Sunday: Today was clean out the fridge day. I saved some stuff I might have otherwise dumped. I still threw away about 1/3 of a cup of spaghetti sauce. I’m not fond of tomato-based sauces. I used some of it for my dinner but there wasn’t enough left to make another meal. I couldn’t think of what to do with it and I was tired of looking at it so out it went.
The other stuff that got tossed was cheese. Now, I love cheese. Love, love, love. I love cheese so much that I sometimes can’t bear to part with it even when I should. The endy parts are Parmesan rinds. I only buy aged, D.O.P Parmigiano-Reggiano and can’t stand to waste a shred of it. I keep reading that I can save the rinds to use in soups or something but I almost never make soup. I decided it was time to let these moldy bits go.
There is a bit of feta in there that I was sure I would use and didn’t. Then I forgot about it. ugh.
The last item of shame is an unopened slice of Uniekaas Reserve Gouda. I used to be addicted to this stuff. I’d just cut off hunks and snack on it. As you can see from the close-up picture, it had a sell-by date of October 2010. um, yeh. My excuse is that I bought it at the beginning of my pregnancy and didn’t realize that I would develop a strong aversion to almost every type of cheese during my period of gestation (before this I seriously had a $15-20 per week cheese habit – I like expensive cheese). I kept it around thinking I’d feel up to eating it soon…soon…soon. I didn’t. I’m sure I’d love it again now, but this one had to go.

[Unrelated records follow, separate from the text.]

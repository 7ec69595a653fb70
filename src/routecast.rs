//! This module provides the main entry point of the engine.
//! It resolves forecasts either for a single coordinate or along a route
//! between two coordinates, sharing one cache and one in-flight registry.

use crate::cache::adapter::CacheStore;
use crate::cache::file_store::FileStore;
use crate::cache::store::KeyValueStore;
use crate::clock::{Clock, SystemClock};
use crate::config::EngineConfig;
use crate::error::RoutecastError;
use crate::forecast::nws::NwsForecastProvider;
use crate::forecast::provider::ForecastProvider;
use crate::forecast::resolver::PointForecastResolver;
use crate::route::aggregator::RouteAggregator;
use crate::route::provider::RouteProvider;
use crate::route::sampler::RouteSampler;
use crate::types::coordinate::Coordinate;
use crate::types::forecast::ForecastPeriod;
use crate::types::summary::RouteWeatherSummary;
use crate::utils::{ensure_cache_dir_exists, get_cache_dir};
use bon::bon;
use chrono::{DateTime, Utc};
use log::info;
use std::path::PathBuf;
use std::sync::Arc;

/// The engine: point and route forecast resolution over a shared cache.
///
/// Create an instance with [`Routecast::new()`] to use weather.gov and a file
/// cache in the default OS cache directory, with
/// [`Routecast::with_cache_folder()`] for a custom cache location, or with
/// [`Routecast::from_parts()`] to plug in your own providers, store and clock.
///
/// Route lookups need a [`RouteProvider`]; the engine does not ship one.
///
/// # Examples
///
/// ```rust,no_run
/// # use routecast::{Routecast, RoutecastError, RouteProvider};
/// # use std::sync::Arc;
/// # async fn run(route_provider: Arc<dyn RouteProvider>) -> Result<(), RoutecastError> {
/// let engine = Routecast::new(route_provider).await?;
/// // Now you can resolve point and route forecasts
/// # Ok(())
/// # }
/// ```
pub struct Routecast {
    resolver: Arc<PointForecastResolver>,
    aggregator: RouteAggregator,
    route_provider: Arc<dyn RouteProvider>,
    sampler: RouteSampler,
    clock: Arc<dyn Clock>,
    config: EngineConfig,
}

#[bon]
impl Routecast {
    /// Assembles an engine from its parts.
    ///
    /// This method uses a builder pattern.
    ///
    /// # Arguments
    ///
    /// * `.forecast_provider(Arc<dyn ForecastProvider>)`: **Required.** Upstream point forecasts.
    /// * `.route_provider(Arc<dyn RouteProvider>)`: **Required.** Upstream routes.
    /// * `.store(Arc<dyn KeyValueStore>)`: **Required.** Backing store for cached documents.
    /// * `.config(EngineConfig)`: Optional. Defaults to [`EngineConfig::default()`].
    /// * `.clock(Arc<dyn Clock>)`: Optional. Defaults to [`SystemClock`].
    ///
    /// # Errors
    ///
    /// Returns [`RoutecastError::InvalidInput`] if the configuration fails
    /// [`EngineConfig::validate`].
    ///
    /// # Examples
    ///
    /// ```rust
    /// # use routecast::{Routecast, RoutecastError, EngineConfig, MemoryStore};
    /// # use routecast::{ForecastProvider, RouteProvider};
    /// # use std::sync::Arc;
    /// # fn run(
    /// #     forecasts: Arc<dyn ForecastProvider>,
    /// #     routes: Arc<dyn RouteProvider>,
    /// # ) -> Result<(), RoutecastError> {
    /// let engine = Routecast::from_parts()
    ///     .forecast_provider(forecasts)
    ///     .route_provider(routes)
    ///     .store(Arc::new(MemoryStore::new()))
    ///     .config(EngineConfig::builder().max_concurrent_fetches(8).build())
    ///     .call()?;
    /// # Ok(())
    /// # }
    /// ```
    #[builder]
    pub fn from_parts(
        forecast_provider: Arc<dyn ForecastProvider>,
        route_provider: Arc<dyn RouteProvider>,
        store: Arc<dyn KeyValueStore>,
        config: Option<EngineConfig>,
        clock: Option<Arc<dyn Clock>>,
    ) -> Result<Self, RoutecastError> {
        let config = config.unwrap_or_default();
        config.validate()?;
        let clock = clock.unwrap_or_else(|| Arc::new(SystemClock));

        let resolver = Arc::new(PointForecastResolver::new(
            CacheStore::new(store),
            forecast_provider,
            clock.clone(),
            &config,
        ));
        Ok(Self {
            aggregator: RouteAggregator::new(resolver.clone(), &config),
            sampler: RouteSampler::new(config.route_spacing),
            resolver,
            route_provider,
            clock,
            config,
        })
    }

    /// Creates an engine backed by weather.gov and a file cache in `cache_folder`.
    ///
    /// # Arguments
    ///
    /// * `cache_folder` - Directory for cached forecast documents. It is created
    ///                    if it doesn't exist.
    /// * `route_provider` - Upstream source of routes.
    ///
    /// # Errors
    ///
    /// Returns [`RoutecastError::CacheDirCreation`] if the directory cannot be created,
    /// [`RoutecastError::CacheStore`] if the store cannot be opened, and
    /// [`RoutecastError::ProviderSetup`] if the HTTP client cannot be built.
    pub async fn with_cache_folder(
        cache_folder: PathBuf,
        route_provider: Arc<dyn RouteProvider>,
    ) -> Result<Self, RoutecastError> {
        ensure_cache_dir_exists(&cache_folder)
            .await
            .map_err(|e| RoutecastError::CacheDirCreation(cache_folder.clone(), e))?;
        let store = FileStore::open(&cache_folder).await?;
        info!("Using forecast cache at {}", cache_folder.display());

        Self::from_parts()
            .forecast_provider(Arc::new(NwsForecastProvider::new()?))
            .route_provider(route_provider)
            .store(Arc::new(store))
            .call()
    }

    /// Creates an engine using the default cache directory
    /// (e.g. `~/.cache/routecast_cache` on Linux).
    ///
    /// # Errors
    ///
    /// Returns [`RoutecastError::CacheDirResolution`] if the default cache directory
    /// cannot be found, plus everything [`Routecast::with_cache_folder`] returns.
    pub async fn new(route_provider: Arc<dyn RouteProvider>) -> Result<Self, RoutecastError> {
        let cache_folder = get_cache_dir().map_err(RoutecastError::CacheDirResolution)?;
        Self::with_cache_folder(cache_folder, route_provider).await
    }

    /// Resolves the forecast period covering a coordinate at a time.
    ///
    /// The cache is consulted first. On a miss, concurrent callers whose
    /// coordinate and time fall in the same geocell and time bucket share one
    /// upstream fetch.
    ///
    /// This method uses a builder pattern.
    ///
    /// # Arguments
    ///
    /// * `.location(Coordinate)`: **Required.** The point to resolve.
    /// * `.time(DateTime<Utc>)`: Optional. Defaults to now.
    ///
    /// # Errors
    ///
    /// Returns [`RoutecastError::ForecastUnavailable`] if the provider fails,
    /// times out, or has no period covering or following `time`.
    ///
    /// # Examples
    ///
    /// ```rust,no_run
    /// # use routecast::{Routecast, RoutecastError, Coordinate};
    /// # async fn run(engine: Routecast) -> Result<(), RoutecastError> {
    /// let denver = Coordinate::new(39.7392, -104.9903)?;
    /// let period = engine.resolve_point().location(denver).call().await?;
    /// println!("{}: {:.1}°C, {}", denver, period.temperature_c, period.summary);
    /// # Ok(())
    /// # }
    /// ```
    #[builder]
    pub async fn resolve_point(
        &self,
        location: Coordinate,
        time: Option<DateTime<Utc>>,
    ) -> Result<ForecastPeriod, RoutecastError> {
        let time = time.unwrap_or_else(|| self.clock.now());
        Ok(self.resolver.resolve(location, time).await?)
    }

    /// Resolves weather along the route between two coordinates.
    ///
    /// The route is sampled with the configured spacing policy, every sample
    /// is resolved at its estimated arrival time with bounded concurrency, and
    /// the outcomes are reduced into a [`RouteWeatherSummary`]. Failed samples
    /// do not fail the call; check [`RouteWeatherSummary::degraded`].
    ///
    /// This method uses a builder pattern.
    ///
    /// # Arguments
    ///
    /// * `.origin(Coordinate)`: **Required.**
    /// * `.destination(Coordinate)`: **Required.**
    /// * `.departure_time(DateTime<Utc>)`: Optional. Defaults to now.
    ///
    /// # Errors
    ///
    /// Returns [`RoutecastError::RouteUnavailable`] if the route provider fails.
    ///
    /// # Examples
    ///
    /// ```rust,no_run
    /// # use routecast::{Routecast, RoutecastError, Coordinate};
    /// # async fn run(engine: Routecast) -> Result<(), RoutecastError> {
    /// let summary = engine
    ///     .resolve_route()
    ///     .origin(Coordinate::new(39.7392, -104.9903)?)
    ///     .destination(Coordinate::new(40.0150, -105.2705)?)
    ///     .call()
    ///     .await?;
    /// if summary.flags.precipitation_risk {
    ///     println!("Pack a rain jacket");
    /// }
    /// # Ok(())
    /// # }
    /// ```
    #[builder]
    pub async fn resolve_route(
        &self,
        origin: Coordinate,
        destination: Coordinate,
        departure_time: Option<DateTime<Utc>>,
    ) -> Result<RouteWeatherSummary, RoutecastError> {
        let departure_time = departure_time.unwrap_or_else(|| self.clock.now());
        let route = self.route_provider.route(origin, destination).await?;
        let samples = self.sampler.sample(&route, departure_time);
        info!(
            "Resolving {} samples along a {}-point route from {} to {}",
            samples.len(),
            route.len(),
            origin,
            destination
        );
        Ok(self.aggregator.aggregate(&samples).await)
    }

    pub fn config(&self) -> &EngineConfig {
        &self.config
    }

    /// Drops every in-flight fetch record. Callers still awaiting a fetch keep
    /// their result; later callers start a new fetch.
    pub fn shutdown(&self) {
        info!(
            "Shutting down, dropping {} in-flight fetches",
            self.resolver.in_flight_len()
        );
        self.resolver.drain();
    }
}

All in all I’m pleased with my low level of waste this week.
Don’t get me wrong, there have been weeks when it’s been really, really bad. I’ve thrown out pounds of spoiled meat, drawerfuls of rotten vegetables, and shelves full of moldy leftovers. Since I’ve been home full time that has decreased significantly. Now that I have the twins I don’t have time to shop much (do you have ANY idea what an ordeal it is to leave the house with two babies?), so I avoid the “ooooh wouldn’t that be good in a [fictitious] recipe!”
Plus, being at home gives me more of an opportunity to cook real meals. Instead of coming home at 5:30 or 6:00 pm and looking through the fridge in a panic, I can check the freezer and cupboards in the morning and do little bits of prep work and cooking during the day. Who knew I’d cook MORE with infant twins than I did before!
Thanks for encouraging us in this project Jenni!